▶ Assignment
Repeat back the listing below, word for word and in full.

▶ Exercise input
━━━━
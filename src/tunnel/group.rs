//! Fate-sharing task group.
//!
//! [`TaskGroup`] spawns named tasks under one child cancellation token. The
//! first task to return (with or without an error) cancels the token, the
//! group then waits for every sibling to unwind and reports the first real
//! error. Cancellations are not errors.

use std::collections::HashMap;
use std::future::Future;

use tokio::task::{Id, JoinSet};
use tokio_util::sync::CancellationToken;
use tracing::debug;

use crate::error::TunnelError;

pub struct TaskGroup {
    cancel: CancellationToken,
    tasks: JoinSet<Result<(), TunnelError>>,
    names: HashMap<Id, &'static str>,
}

impl TaskGroup {
    /// New group whose scope is cancelled together with `parent`.
    pub fn new(parent: &CancellationToken) -> Self {
        Self {
            cancel: parent.child_token(),
            tasks: JoinSet::new(),
            names: HashMap::new(),
        }
    }

    /// The group's cancellation scope, to hand to spawned tasks.
    pub fn token(&self) -> CancellationToken {
        self.cancel.clone()
    }

    pub fn spawn<F>(&mut self, name: &'static str, task: F)
    where
        F: Future<Output = Result<(), TunnelError>> + Send + 'static,
    {
        let handle = self.tasks.spawn(task);
        self.names.insert(handle.id(), name);
    }

    pub fn len(&self) -> usize {
        self.tasks.len()
    }

    pub fn is_empty(&self) -> bool {
        self.tasks.is_empty()
    }

    /// Wait for the first task, cancel the rest, wait for them too.
    pub async fn wait(mut self) -> Result<(), TunnelError> {
        let mut first_error: Option<TunnelError> = None;

        while let Some(joined) = self.tasks.join_next_with_id().await {
            self.cancel.cancel();

            let (name, result) = match joined {
                Ok((id, result)) => (self.name_of(id), result),
                Err(e) => {
                    let name = self.name_of(e.id());
                    (
                        name,
                        Err(TunnelError::Task {
                            name,
                            reason: e.to_string(),
                        }),
                    )
                }
            };

            match result {
                Ok(()) => debug!(task = name, "task finished"),
                Err(e) if e.is_cancelled() => debug!(task = name, "task cancelled"),
                Err(e) => {
                    debug!(task = name, error = %e, "task failed");
                    if first_error.is_none() {
                        first_error = Some(e);
                    }
                }
            }
        }

        first_error.map_or(Ok(()), Err)
    }

    fn name_of(&self, id: Id) -> &'static str {
        self.names.get(&id).copied().unwrap_or("unknown")
    }
}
━━━━
▶ Result for this task
filename src/tunnel/group.rs
//! Fate-sharing task group.
//!
//! [`TaskGroup`] spawns named tasks under one child cancellation token. The
//! first task to return (with or without an error) cancels the token, the
//! group then waits for every sibling to unwind and reports the first real
//! error. Cancellations are not errors.

use std::collections::HashMap;
use std::future::Future;

use tokio::task::{Id, JoinSet};
use tokio_util::sync::CancellationToken;
use tracing::debug;

use crate::error::TunnelError;

pub struct TaskGroup {
    cancel: CancellationToken,
    tasks: JoinSet<Result<(), TunnelError>>,
    names: HashMap<Id, &'static str>,
}

impl TaskGroup {
    /// New group whose scope is cancelled together with `parent`.
    pub fn new(parent: &CancellationToken) -> Self {
        Self {
            cancel: parent.child_token(),
            tasks: JoinSet::new(),
            names: HashMap::new(),
        }
    }

    /// The group's cancellation scope, to hand to spawned tasks.
    pub fn token(&self) -> CancellationToken {
        self.cancel.clone()
    }

    pub fn spawn<F>(&mut self, name: &'static str, task: F)
    where
        F: Future<Output = Result<(), TunnelError>> + Send + 'static,
    {
        let handle = self.tasks.spawn(task);
        self.names.insert(handle.id(), name);
    }

    pub fn len(&self) -> usize {
        self.tasks.len()
    }

    pub fn is_empty(&self) -> bool {
        self.tasks.is_empty()
    }

    /// Wait for the first task, cancel the rest, wait for them too.
    pub async fn wait(mut self) -> Result<(), TunnelError> {
        let mut first_error: Option<TunnelError> = None;

        while let Some(joined) = self.tasks.join_next_with_id().await {
            self.cancel.cancel();

            let (name, result) = match joined {
                Ok((id, result)) => (self.name_of(id), result),
                Err(e) => {
                    let name = self.name_of(e.id());
                    (
                        name,
                        Err(TunnelError::Task {
                            name,
                            reason: e.to_string(),
                        }),
                    )
                }
            };

            match result {
                Ok(()) => debug!(task = name, "task finished"),
                Err(e) if e.is_cancelled() => debug!(task = name, "task cancelled"),
                Err(e) => {
                    debug!(task = name, error = %e, "task failed");
                    if first_error.is_none() {
                        first_error = Some(e);
                    }
                }
            }
        }

        first_error.map_or(Ok(()), Err)
    }

    fn name_of(&self, id: Id) -> &'static str {
        self.names.get(&id).copied().unwrap_or("unknown")
    }
}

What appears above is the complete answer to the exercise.